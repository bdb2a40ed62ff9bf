//! Transaction types and serialization.

use basalt_crypto::{Hash256, KeyImage, PublicKey, Signature};

use crate::encoding::{Decodable, DecodeError, Decoder, Encodable, Encoder};
use crate::hash::object_hash;

pub const BASE_INPUT_TAG: u8 = 0xff;
pub const KEY_INPUT_TAG: u8 = 0x02;
pub const MULTISIGNATURE_INPUT_TAG: u8 = 0x03;
pub const KEY_OUTPUT_TAG: u8 = 0x02;
pub const MULTISIGNATURE_OUTPUT_TAG: u8 = 0x03;

pub const TRANSACTION_VERSION_1: u8 = 1;

/// Coinbase input: mints at a fixed height.
#[derive(Clone, Copy, Debug, Eq, PartialEq)]
pub struct BaseInput {
    pub block_index: u32,
}

/// Ring-signed spend referencing decoy outputs of one amount by relative
/// global index.
#[derive(Clone, Debug, Eq, PartialEq)]
pub struct KeyInput {
    pub amount: u64,
    pub output_indexes: Vec<u32>,
    pub key_image: KeyImage,
}

#[derive(Clone, Copy, Debug, Eq, PartialEq)]
pub struct MultisignatureInput {
    pub amount: u64,
    pub signature_count: u8,
    pub output_index: u32,
}

#[derive(Clone, Debug, Eq, PartialEq)]
pub enum TransactionInput {
    Base(BaseInput),
    Key(KeyInput),
    Multisignature(MultisignatureInput),
}

impl TransactionInput {
    /// Signatures the wire format carries for this input.
    pub fn signature_count(&self) -> usize {
        match self {
            TransactionInput::Base(_) => 0,
            TransactionInput::Key(input) => input.output_indexes.len(),
            TransactionInput::Multisignature(input) => input.signature_count as usize,
        }
    }

    pub fn amount(&self) -> u64 {
        match self {
            TransactionInput::Base(_) => 0,
            TransactionInput::Key(input) => input.amount,
            TransactionInput::Multisignature(input) => input.amount,
        }
    }
}

impl Encodable for TransactionInput {
    fn consensus_encode(&self, encoder: &mut Encoder) {
        match self {
            TransactionInput::Base(input) => {
                encoder.write_u8(BASE_INPUT_TAG);
                encoder.write_varint(input.block_index as u64);
            }
            TransactionInput::Key(input) => {
                encoder.write_u8(KEY_INPUT_TAG);
                encoder.write_varint(input.amount);
                encoder.write_varint(input.output_indexes.len() as u64);
                for index in &input.output_indexes {
                    encoder.write_varint(*index as u64);
                }
                encoder.write_hash(&input.key_image);
            }
            TransactionInput::Multisignature(input) => {
                encoder.write_u8(MULTISIGNATURE_INPUT_TAG);
                encoder.write_varint(input.amount);
                encoder.write_varint(input.signature_count as u64);
                encoder.write_varint(input.output_index as u64);
            }
        }
    }
}

impl Decodable for TransactionInput {
    fn consensus_decode(decoder: &mut Decoder) -> Result<Self, DecodeError> {
        let tag = decoder.read_u8()?;
        match tag {
            BASE_INPUT_TAG => {
                let block_index = read_varint_u32(decoder)?;
                Ok(TransactionInput::Base(BaseInput { block_index }))
            }
            KEY_INPUT_TAG => {
                let amount = decoder.read_varint()?;
                let count = decoder.read_varint_usize()?;
                let mut output_indexes = Vec::with_capacity(count);
                for _ in 0..count {
                    output_indexes.push(read_varint_u32(decoder)?);
                }
                let key_image = decoder.read_hash()?;
                Ok(TransactionInput::Key(KeyInput {
                    amount,
                    output_indexes,
                    key_image,
                }))
            }
            MULTISIGNATURE_INPUT_TAG => {
                let amount = decoder.read_varint()?;
                let signature_count = read_varint_u8(decoder)?;
                let output_index = read_varint_u32(decoder)?;
                Ok(TransactionInput::Multisignature(MultisignatureInput {
                    amount,
                    signature_count,
                    output_index,
                }))
            }
            other => Err(DecodeError::UnknownTag(other)),
        }
    }
}

#[derive(Clone, Copy, Debug, Eq, PartialEq)]
pub struct KeyOutput {
    pub key: PublicKey,
}

#[derive(Clone, Debug, Eq, PartialEq)]
pub struct MultisignatureOutput {
    pub keys: Vec<PublicKey>,
    pub required_signature_count: u8,
}

#[derive(Clone, Debug, Eq, PartialEq)]
pub enum TransactionOutputTarget {
    Key(KeyOutput),
    Multisignature(MultisignatureOutput),
}

#[derive(Clone, Debug, Eq, PartialEq)]
pub struct TransactionOutput {
    pub amount: u64,
    pub target: TransactionOutputTarget,
}

impl Encodable for TransactionOutput {
    fn consensus_encode(&self, encoder: &mut Encoder) {
        encoder.write_varint(self.amount);
        match &self.target {
            TransactionOutputTarget::Key(output) => {
                encoder.write_u8(KEY_OUTPUT_TAG);
                encoder.write_hash(&output.key);
            }
            TransactionOutputTarget::Multisignature(output) => {
                encoder.write_u8(MULTISIGNATURE_OUTPUT_TAG);
                encoder.write_varint(output.keys.len() as u64);
                for key in &output.keys {
                    encoder.write_hash(key);
                }
                encoder.write_varint(output.required_signature_count as u64);
            }
        }
    }
}

impl Decodable for TransactionOutput {
    fn consensus_decode(decoder: &mut Decoder) -> Result<Self, DecodeError> {
        let amount = decoder.read_varint()?;
        let tag = decoder.read_u8()?;
        let target = match tag {
            KEY_OUTPUT_TAG => TransactionOutputTarget::Key(KeyOutput {
                key: decoder.read_hash()?,
            }),
            MULTISIGNATURE_OUTPUT_TAG => {
                let count = decoder.read_varint_usize()?;
                let mut keys = Vec::with_capacity(count);
                for _ in 0..count {
                    keys.push(decoder.read_hash()?);
                }
                let required_signature_count = read_varint_u8(decoder)?;
                TransactionOutputTarget::Multisignature(MultisignatureOutput {
                    keys,
                    required_signature_count,
                })
            }
            other => return Err(DecodeError::UnknownTag(other)),
        };
        Ok(TransactionOutput { amount, target })
    }
}

#[derive(Clone, Debug, Eq, PartialEq)]
pub struct Transaction {
    pub version: u8,
    pub unlock_time: u64,
    pub inputs: Vec<TransactionInput>,
    pub outputs: Vec<TransactionOutput>,
    pub extra: Vec<u8>,
    /// One signature vector per input, lengths implied by the input kind.
    pub signatures: Vec<Vec<Signature>>,
}

impl Transaction {
    pub fn prefix_encode(&self) -> Vec<u8> {
        let mut encoder = Encoder::new();
        self.encode_prefix(&mut encoder);
        encoder.into_inner()
    }

    fn encode_prefix(&self, encoder: &mut Encoder) {
        encoder.write_varint(self.version as u64);
        encoder.write_varint(self.unlock_time);
        encoder.write_varint(self.inputs.len() as u64);
        for input in &self.inputs {
            input.consensus_encode(encoder);
        }
        encoder.write_varint(self.outputs.len() as u64);
        for output in &self.outputs {
            output.consensus_encode(encoder);
        }
        encoder.write_var_bytes(&self.extra);
    }

    /// Hash over the prefix only; the message bound by input signatures.
    pub fn prefix_hash(&self) -> Hash256 {
        object_hash(&self.prefix_encode())
    }

    pub fn hash(&self) -> Hash256 {
        object_hash(&crate::encoding::encode(self))
    }

    pub fn binary_size(&self) -> usize {
        crate::encoding::encode(self).len()
    }

    pub fn is_coinbase(&self) -> bool {
        self.inputs.len() == 1 && matches!(self.inputs[0], TransactionInput::Base(_))
    }

    /// Checked sum of input amounts.
    pub fn input_amount(&self) -> Option<u64> {
        self.inputs
            .iter()
            .try_fold(0u64, |acc, input| acc.checked_add(input.amount()))
    }

    /// Checked sum of output amounts; `None` signals money overflow.
    pub fn output_amount(&self) -> Option<u64> {
        self.outputs
            .iter()
            .try_fold(0u64, |acc, output| acc.checked_add(output.amount))
    }
}

impl Encodable for Transaction {
    fn consensus_encode(&self, encoder: &mut Encoder) {
        self.encode_prefix(encoder);
        for per_input in &self.signatures {
            for signature in per_input {
                encoder.write_bytes(signature);
            }
        }
    }
}

impl Decodable for Transaction {
    fn consensus_decode(decoder: &mut Decoder) -> Result<Self, DecodeError> {
        let version = read_varint_u8(decoder)?;
        let unlock_time = decoder.read_varint()?;
        let input_count = decoder.read_varint_usize()?;
        let mut inputs = Vec::with_capacity(input_count);
        for _ in 0..input_count {
            inputs.push(TransactionInput::consensus_decode(decoder)?);
        }
        let output_count = decoder.read_varint_usize()?;
        let mut outputs = Vec::with_capacity(output_count);
        for _ in 0..output_count {
            outputs.push(TransactionOutput::consensus_decode(decoder)?);
        }
        let extra = decoder.read_var_bytes()?;

        let mut signatures = Vec::with_capacity(inputs.len());
        for input in &inputs {
            let count = input.signature_count();
            let mut per_input = Vec::with_capacity(count);
            for _ in 0..count {
                per_input.push(decoder.read_fixed::<64>()?);
            }
            signatures.push(per_input);
        }

        Ok(Transaction {
            version,
            unlock_time,
            inputs,
            outputs,
            extra,
            signatures,
        })
    }
}

/// Relative output offsets as carried on the wire → absolute global
/// indexes (prefix sum). `None` on overflow.
pub fn relative_output_offsets_to_absolute(offsets: &[u32]) -> Option<Vec<u32>> {
    let mut absolute = Vec::with_capacity(offsets.len());
    let mut acc: u32 = 0;
    for (i, offset) in offsets.iter().enumerate() {
        acc = if i == 0 { *offset } else { acc.checked_add(*offset)? };
        absolute.push(acc);
    }
    Some(absolute)
}

fn read_varint_u32(decoder: &mut Decoder) -> Result<u32, DecodeError> {
    let value = decoder.read_varint()?;
    u32::try_from(value).map_err(|_| DecodeError::InvalidData("varint exceeds 32 bits"))
}

fn read_varint_u8(decoder: &mut Decoder) -> Result<u8, DecodeError> {
    let value = decoder.read_varint()?;
    u8::try_from(value).map_err(|_| DecodeError::InvalidData("varint exceeds 8 bits"))
}

#[cfg(test)]
mod tests {
    use super::*;
    use crate::encoding::{decode, encode};

    fn key_output(tag: u8, amount: u64) -> TransactionOutput {
        TransactionOutput {
            amount,
            target: TransactionOutputTarget::Key(KeyOutput { key: [tag; 32] }),
        }
    }

    fn sample_key_tx() -> Transaction {
        Transaction {
            version: TRANSACTION_VERSION_1,
            unlock_time: 0,
            inputs: vec![TransactionInput::Key(KeyInput {
                amount: 700,
                output_indexes: vec![3, 0, 5],
                key_image: [9; 32],
            })],
            outputs: vec![key_output(0xaa, 400), key_output(0xbb, 290)],
            extra: vec![],
            signatures: vec![vec![[1; 64], [2; 64], [3; 64]]],
        }
    }

    #[test]
    fn coinbase_round_trip() {
        let tx = Transaction {
            version: TRANSACTION_VERSION_1,
            unlock_time: 25,
            inputs: vec![TransactionInput::Base(BaseInput { block_index: 15 })],
            outputs: vec![key_output(0xcc, 5000)],
            extra: vec![0x01; 33],
            signatures: vec![vec![]],
        };
        let decoded: Transaction = decode(&encode(&tx)).unwrap();
        assert_eq!(decoded, tx);
        assert!(decoded.is_coinbase());
    }

    #[test]
    fn key_input_round_trip() {
        let tx = sample_key_tx();
        let decoded: Transaction = decode(&encode(&tx)).unwrap();
        assert_eq!(decoded, tx);
        assert!(!decoded.is_coinbase());
    }

    #[test]
    fn multisignature_round_trip() {
        let tx = Transaction {
            version: TRANSACTION_VERSION_1,
            unlock_time: 0,
            inputs: vec![TransactionInput::Multisignature(MultisignatureInput {
                amount: 1000,
                signature_count: 2,
                output_index: 4,
            })],
            outputs: vec![TransactionOutput {
                amount: 1000,
                target: TransactionOutputTarget::Multisignature(MultisignatureOutput {
                    keys: vec![[1; 32], [2; 32], [3; 32]],
                    required_signature_count: 2,
                }),
            }],
            extra: vec![],
            signatures: vec![vec![[4; 64], [5; 64]]],
        };
        let decoded: Transaction = decode(&encode(&tx)).unwrap();
        assert_eq!(decoded, tx);
    }

    #[test]
    fn prefix_hash_ignores_signatures() {
        let tx = sample_key_tx();
        let mut unsigned = tx.clone();
        unsigned.signatures = vec![vec![[0; 64], [0; 64], [0; 64]]];
        assert_eq!(tx.prefix_hash(), unsigned.prefix_hash());
        assert_ne!(tx.hash(), unsigned.hash());
    }

    #[test]
    fn unknown_input_tag_rejected() {
        let mut bytes = encode(&sample_key_tx());
        // version, unlock_time, input count, then the first input tag.
        bytes[3] = 0x7e;
        assert!(matches!(
            decode::<Transaction>(&bytes),
            Err(DecodeError::UnknownTag(0x7e))
        ));
    }

    #[test]
    fn trailing_bytes_rejected() {
        let mut bytes = encode(&sample_key_tx());
        bytes.push(0);
        assert_eq!(
            decode::<Transaction>(&bytes).unwrap_err(),
            DecodeError::TrailingBytes
        );
    }

    #[test]
    fn truncated_signatures_rejected() {
        let bytes = encode(&sample_key_tx());
        assert_eq!(
            decode::<Transaction>(&bytes[..bytes.len() - 10]).unwrap_err(),
            DecodeError::UnexpectedEof
        );
    }

    #[test]
    fn output_amount_overflow_detected() {
        let tx = Transaction {
            version: TRANSACTION_VERSION_1,
            unlock_time: 0,
            inputs: vec![TransactionInput::Base(BaseInput { block_index: 0 })],
            outputs: vec![key_output(1, u64::MAX), key_output(2, 1)],
            extra: vec![],
            signatures: vec![vec![]],
        };
        assert_eq!(tx.output_amount(), None);
    }

    #[test]
    fn relative_offsets() {
        assert_eq!(
            relative_output_offsets_to_absolute(&[3, 0, 5]),
            Some(vec![3, 3, 8])
        );
        assert_eq!(relative_output_offsets_to_absolute(&[]), Some(vec![]));
        assert_eq!(relative_output_offsets_to_absolute(&[u32::MAX, 1]), None);
    }
}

• • •

From the listing above, copy every line where the string "Decodable" is found.

> _RESULT FOR THIS TASK_:
use crate::encoding::{Decodable, DecodeError, Decoder, Encodable, Encoder};
impl Decodable for TransactionInput {
impl Decodable for TransactionOutput {
impl Decodable for Transaction {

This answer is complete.